→ Assignment
I would like you to transcribe all of the data exactly.

→ Data in this exercise

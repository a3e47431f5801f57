//! Gossip events and their fingerprints
//!
//! An event references up to two parents: the creator's own previous event
//! (self parent) and one event from another creator (other parent). The
//! event hash is a BLAKE3 digest over the full unsigned body, so it uniquely
//! identifies creator, generation, parents, creation time and payload.

use crate::error::{BraidError, Result};
use crate::types::{constants, EventHash, Generation, NodeId};
use serde::{Deserialize, Serialize};
use std::hash::{Hash, Hasher};

/// Identity of an event: its hash, plus the creator and generation carried
/// for indexing convenience.
///
/// Equality and hashing are defined by the event hash alone. Because the
/// hash covers the full unsigned body (including creator and generation),
/// two fingerprints with equal hash but different metadata cannot occur
/// from honest hashing.
#[derive(Clone, Copy, Debug, Serialize, Deserialize)]
pub struct EventFingerprint {
    pub hash: EventHash,
    pub creator: NodeId,
    pub generation: Generation,
}

impl EventFingerprint {
    pub fn new(hash: EventHash, creator: NodeId, generation: Generation) -> Self {
        Self {
            hash,
            creator,
            generation,
        }
    }
}

impl PartialEq for EventFingerprint {
    fn eq(&self, other: &Self) -> bool {
        self.hash == other.hash
    }
}

impl Eq for EventFingerprint {}

impl Hash for EventFingerprint {
    fn hash<H: Hasher>(&self, state: &mut H) {
        self.hash.hash(state);
    }
}

/// An event body before it has been hashed and signed
#[derive(Clone, Debug, Serialize, Deserialize)]
pub struct UnsignedEvent {
    creator: NodeId,
    self_parent: Option<EventFingerprint>,
    other_parent: Option<EventFingerprint>,
    generation: Generation,
    /// Creation time in nanoseconds since the Unix epoch
    created_at: i64,
    transactions: Vec<Vec<u8>>,
}

impl UnsignedEvent {
    pub fn new(
        creator: NodeId,
        self_parent: Option<EventFingerprint>,
        other_parent: Option<EventFingerprint>,
        created_at: i64,
        transactions: Vec<Vec<u8>>,
    ) -> Self {
        let generation = [&self_parent, &other_parent]
            .into_iter()
            .flatten()
            .map(|p| p.generation)
            .max()
            .map(|g| g + 1)
            .unwrap_or(constants::FIRST_GENERATION);

        Self {
            creator,
            self_parent,
            other_parent,
            generation,
            created_at,
            transactions,
        }
    }

    pub fn generation(&self) -> Generation {
        self.generation
    }

    /// Compute the BLAKE3 digest of the unsigned body
    pub fn hash(&self) -> EventHash {
        let mut hasher = blake3::Hasher::new();
        hasher.update(self.creator.as_bytes());
        hasher.update(&self.generation.to_le_bytes());
        hasher.update(&self.created_at.to_le_bytes());
        for parent in [&self.self_parent, &self.other_parent] {
            match parent {
                Some(p) => {
                    hasher.update(&[1u8]);
                    hasher.update(p.hash.as_bytes());
                }
                None => {
                    hasher.update(&[0u8]);
                }
            }
        }
        hasher.update(&(self.transactions.len() as u64).to_le_bytes());
        for transaction in &self.transactions {
            hasher.update(&(transaction.len() as u64).to_le_bytes());
            hasher.update(transaction);
        }
        EventHash::new(*hasher.finalize().as_bytes())
    }

    /// Attach the hash and signature, producing the final event
    pub fn into_signed(self, signature: Vec<u8>) -> GossipEvent {
        let hash = self.hash();
        GossipEvent {
            creator: self.creator,
            self_parent: self.self_parent,
            other_parent: self.other_parent,
            generation: self.generation,
            created_at: self.created_at,
            transactions: self.transactions,
            hash,
            signature,
        }
    }
}

/// A fully formed, hashed and signed gossip event
#[derive(Clone, Debug, PartialEq, Serialize, Deserialize)]
pub struct GossipEvent {
    creator: NodeId,
    self_parent: Option<EventFingerprint>,
    other_parent: Option<EventFingerprint>,
    generation: Generation,
    created_at: i64,
    transactions: Vec<Vec<u8>>,
    hash: EventHash,
    signature: Vec<u8>,
}

impl GossipEvent {
    pub fn creator(&self) -> &NodeId {
        &self.creator
    }

    pub fn self_parent(&self) -> Option<&EventFingerprint> {
        self.self_parent.as_ref()
    }

    pub fn other_parent(&self) -> Option<&EventFingerprint> {
        self.other_parent.as_ref()
    }

    /// Both parents that are present, self parent first
    pub fn parents(&self) -> Vec<EventFingerprint> {
        [self.self_parent, self.other_parent]
            .into_iter()
            .flatten()
            .collect()
    }

    pub fn generation(&self) -> Generation {
        self.generation
    }

    pub fn created_at(&self) -> i64 {
        self.created_at
    }

    pub fn transactions(&self) -> &[Vec<u8>] {
        &self.transactions
    }

    pub fn hash(&self) -> &EventHash {
        &self.hash
    }

    pub fn signature(&self) -> &[u8] {
        &self.signature
    }

    pub fn fingerprint(&self) -> EventFingerprint {
        EventFingerprint::new(self.hash, self.creator, self.generation)
    }

    /// Serialize for the wire
    pub fn to_bytes(&self) -> Result<Vec<u8>> {
        bincode::serialize(self).map_err(|e| BraidError::Serialization(e.to_string()))
    }

    /// Deserialize from the wire
    pub fn from_bytes(bytes: &[u8]) -> Result<Self> {
        bincode::deserialize(bytes).map_err(|e| BraidError::Serialization(e.to_string()))
    }
}

#[cfg(test)]
mod tests {
    use super::*;

    fn node(n: u8) -> NodeId {
        NodeId::new([n; 32])
    }

    fn fingerprint(n: u8, generation: Generation) -> EventFingerprint {
        EventFingerprint::new(
            EventHash::from_content(&[n, generation as u8]),
            node(n),
            generation,
        )
    }

    #[test]
    fn test_generation_is_max_parent_plus_one() {
        let event = UnsignedEvent::new(
            node(1),
            Some(fingerprint(1, 4)),
            Some(fingerprint(2, 7)),
            100,
            vec![],
        );
        assert_eq!(event.generation(), 8);
    }

    #[test]
    fn test_genesis_generation_is_zero() {
        let event = UnsignedEvent::new(node(1), None, None, 100, vec![]);
        assert_eq!(event.generation(), constants::FIRST_GENERATION);
    }

    #[test]
    fn test_hash_is_deterministic_and_covers_payload() {
        let make = |payload: Vec<Vec<u8>>| {
            UnsignedEvent::new(node(1), Some(fingerprint(1, 1)), None, 42, payload)
        };

        assert_eq!(make(vec![b"tx".to_vec()]).hash(), make(vec![b"tx".to_vec()]).hash());
        assert_ne!(make(vec![b"tx".to_vec()]).hash(), make(vec![b"ty".to_vec()]).hash());

        // Transaction boundaries matter, not just the concatenated bytes
        assert_ne!(
            make(vec![b"ab".to_vec(), b"c".to_vec()]).hash(),
            make(vec![b"a".to_vec(), b"bc".to_vec()]).hash()
        );
    }

    #[test]
    fn test_fingerprint_identity_is_hash_only() {
        let hash = EventHash::from_content(b"same");
        let a = EventFingerprint::new(hash, node(1), 5);
        let b = EventFingerprint::new(hash, node(2), 9);

        assert_eq!(a, b);

        let mut set = std::collections::HashSet::new();
        set.insert(a);
        assert!(set.contains(&b));
    }

    #[test]
    fn test_event_serialization_roundtrip() {
        let event = UnsignedEvent::new(
            node(3),
            Some(fingerprint(3, 2)),
            Some(fingerprint(4, 1)),
            1234,
            vec![b"payload".to_vec()],
        )
        .into_signed(vec![0xaa; 64]);

        let bytes = event.to_bytes().unwrap();
        let decoded = GossipEvent::from_bytes(&bytes).unwrap();

        assert_eq!(event, decoded);
        assert_eq!(decoded.fingerprint(), event.fingerprint());
    }
}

→ Finished exercise
repository a3e47431f5801f57
//! Gossip events and their fingerprints
//!
//! An event references up to two parents: the creator's own previous event
//! (self parent) and one event from another creator (other parent). The
//! event hash is a BLAKE3 digest over the full unsigned body, so it uniquely
//! identifies creator, generation, parents, creation time and payload.

use crate::error::{BraidError, Result};
use crate::types::{constants, EventHash, Generation, NodeId};
use serde::{Deserialize, Serialize};
use std::hash::{Hash, Hasher};

/// Identity of an event: its hash, plus the creator and generation carried
/// for indexing convenience.
///
/// Equality and hashing are defined by the event hash alone. Because the
/// hash covers the full unsigned body (including creator and generation),
/// two fingerprints with equal hash but different metadata cannot occur
/// from honest hashing.
#[derive(Clone, Copy, Debug, Serialize, Deserialize)]
pub struct EventFingerprint {
    pub hash: EventHash,
    pub creator: NodeId,
    pub generation: Generation,
}

impl EventFingerprint {
    pub fn new(hash: EventHash, creator: NodeId, generation: Generation) -> Self {
        Self {
            hash,
            creator,
            generation,
        }
    }
}

impl PartialEq for EventFingerprint {
    fn eq(&self, other: &Self) -> bool {
        self.hash == other.hash
    }
}

impl Eq for EventFingerprint {}

impl Hash for EventFingerprint {
    fn hash<H: Hasher>(&self, state: &mut H) {
        self.hash.hash(state);
    }
}

/// An event body before it has been hashed and signed
#[derive(Clone, Debug, Serialize, Deserialize)]
pub struct UnsignedEvent {
    creator: NodeId,
    self_parent: Option<EventFingerprint>,
    other_parent: Option<EventFingerprint>,
    generation: Generation,
    /// Creation time in nanoseconds since the Unix epoch
    created_at: i64,
    transactions: Vec<Vec<u8>>,
}

impl UnsignedEvent {
    pub fn new(
        creator: NodeId,
        self_parent: Option<EventFingerprint>,
        other_parent: Option<EventFingerprint>,
        created_at: i64,
        transactions: Vec<Vec<u8>>,
    ) -> Self {
        let generation = [&self_parent, &other_parent]
            .into_iter()
            .flatten()
            .map(|p| p.generation)
            .max()
            .map(|g| g + 1)
            .unwrap_or(constants::FIRST_GENERATION);

        Self {
            creator,
            self_parent,
            other_parent,
            generation,
            created_at,
            transactions,
        }
    }

    pub fn generation(&self) -> Generation {
        self.generation
    }

    /// Compute the BLAKE3 digest of the unsigned body
    pub fn hash(&self) -> EventHash {
        let mut hasher = blake3::Hasher::new();
        hasher.update(self.creator.as_bytes());
        hasher.update(&self.generation.to_le_bytes());
        hasher.update(&self.created_at.to_le_bytes());
        for parent in [&self.self_parent, &self.other_parent] {
            match parent {
                Some(p) => {
                    hasher.update(&[1u8]);
                    hasher.update(p.hash.as_bytes());
                }
                None => {
                    hasher.update(&[0u8]);
                }
            }
        }
        hasher.update(&(self.transactions.len() as u64).to_le_bytes());
        for transaction in &self.transactions {
            hasher.update(&(transaction.len() as u64).to_le_bytes());
            hasher.update(transaction);
        }
        EventHash::new(*hasher.finalize().as_bytes())
    }

    /// Attach the hash and signature, producing the final event
    pub fn into_signed(self, signature: Vec<u8>) -> GossipEvent {
        let hash = self.hash();
        GossipEvent {
            creator: self.creator,
            self_parent: self.self_parent,
            other_parent: self.other_parent,
            generation: self.generation,
            created_at: self.created_at,
            transactions: self.transactions,
            hash,
            signature,
        }
    }
}

/// A fully formed, hashed and signed gossip event
#[derive(Clone, Debug, PartialEq, Serialize, Deserialize)]
pub struct GossipEvent {
    creator: NodeId,
    self_parent: Option<EventFingerprint>,
    other_parent: Option<EventFingerprint>,
    generation: Generation,
    created_at: i64,
    transactions: Vec<Vec<u8>>,
    hash: EventHash,
    signature: Vec<u8>,
}

impl GossipEvent {
    pub fn creator(&self) -> &NodeId {
        &self.creator
    }

    pub fn self_parent(&self) -> Option<&EventFingerprint> {
        self.self_parent.as_ref()
    }

    pub fn other_parent(&self) -> Option<&EventFingerprint> {
        self.other_parent.as_ref()
    }

    /// Both parents that are present, self parent first
    pub fn parents(&self) -> Vec<EventFingerprint> {
        [self.self_parent, self.other_parent]
            .into_iter()
            .flatten()
            .collect()
    }

    pub fn generation(&self) -> Generation {
        self.generation
    }

    pub fn created_at(&self) -> i64 {
        self.created_at
    }

    pub fn transactions(&self) -> &[Vec<u8>] {
        &self.transactions
    }

    pub fn hash(&self) -> &EventHash {
        &self.hash
    }

    pub fn signature(&self) -> &[u8] {
        &self.signature
    }

    pub fn fingerprint(&self) -> EventFingerprint {
        EventFingerprint::new(self.hash, self.creator, self.generation)
    }

    /// Serialize for the wire
    pub fn to_bytes(&self) -> Result<Vec<u8>> {
        bincode::serialize(self).map_err(|e| BraidError::Serialization(e.to_string()))
    }

    /// Deserialize from the wire
    pub fn from_bytes(bytes: &[u8]) -> Result<Self> {
        bincode::deserialize(bytes).map_err(|e| BraidError::Serialization(e.to_string()))
    }
}

#[cfg(test)]
mod tests {
    use super::*;

    fn node(n: u8) -> NodeId {
        NodeId::new([n; 32])
    }

    fn fingerprint(n: u8, generation: Generation) -> EventFingerprint {
        EventFingerprint::new(
            EventHash::from_content(&[n, generation as u8]),
            node(n),
            generation,
        )
    }

    #[test]
    fn test_generation_is_max_parent_plus_one() {
        let event = UnsignedEvent::new(
            node(1),
            Some(fingerprint(1, 4)),
            Some(fingerprint(2, 7)),
            100,
            vec![],
        );
        assert_eq!(event.generation(), 8);
    }

    #[test]
    fn test_genesis_generation_is_zero() {
        let event = UnsignedEvent::new(node(1), None, None, 100, vec![]);
        assert_eq!(event.generation(), constants::FIRST_GENERATION);
    }

    #[test]
    fn test_hash_is_deterministic_and_covers_payload() {
        let make = |payload: Vec<Vec<u8>>| {
            UnsignedEvent::new(node(1), Some(fingerprint(1, 1)), None, 42, payload)
        };

        assert_eq!(make(vec![b"tx".to_vec()]).hash(), make(vec![b"tx".to_vec()]).hash());
        assert_ne!(make(vec![b"tx".to_vec()]).hash(), make(vec![b"ty".to_vec()]).hash());

        // Transaction boundaries matter, not just the concatenated bytes
        assert_ne!(
            make(vec![b"ab".to_vec(), b"c".to_vec()]).hash(),
            make(vec![b"a".to_vec(), b"bc".to_vec()]).hash()
        );
    }

    #[test]
    fn test_fingerprint_identity_is_hash_only() {
        let hash = EventHash::from_content(b"same");
        let a = EventFingerprint::new(hash, node(1), 5);
        let b = EventFingerprint::new(hash, node(2), 9);

        assert_eq!(a, b);

        let mut set = std::collections::HashSet::new();
        set.insert(a);
        assert!(set.contains(&b));
    }

    #[test]
    fn test_event_serialization_roundtrip() {
        let event = UnsignedEvent::new(
            node(3),
            Some(fingerprint(3, 2)),
            Some(fingerprint(4, 1)),
            1234,
            vec![b"payload".to_vec()],
        )
        .into_signed(vec![0xaa; 64]);

        let bytes = event.to_bytes().unwrap();
        let decoded = GossipEvent::from_bytes(&bytes).unwrap();

        assert_eq!(event, decoded);
        assert_eq!(decoded.fingerprint(), event.fingerprint());
    }
}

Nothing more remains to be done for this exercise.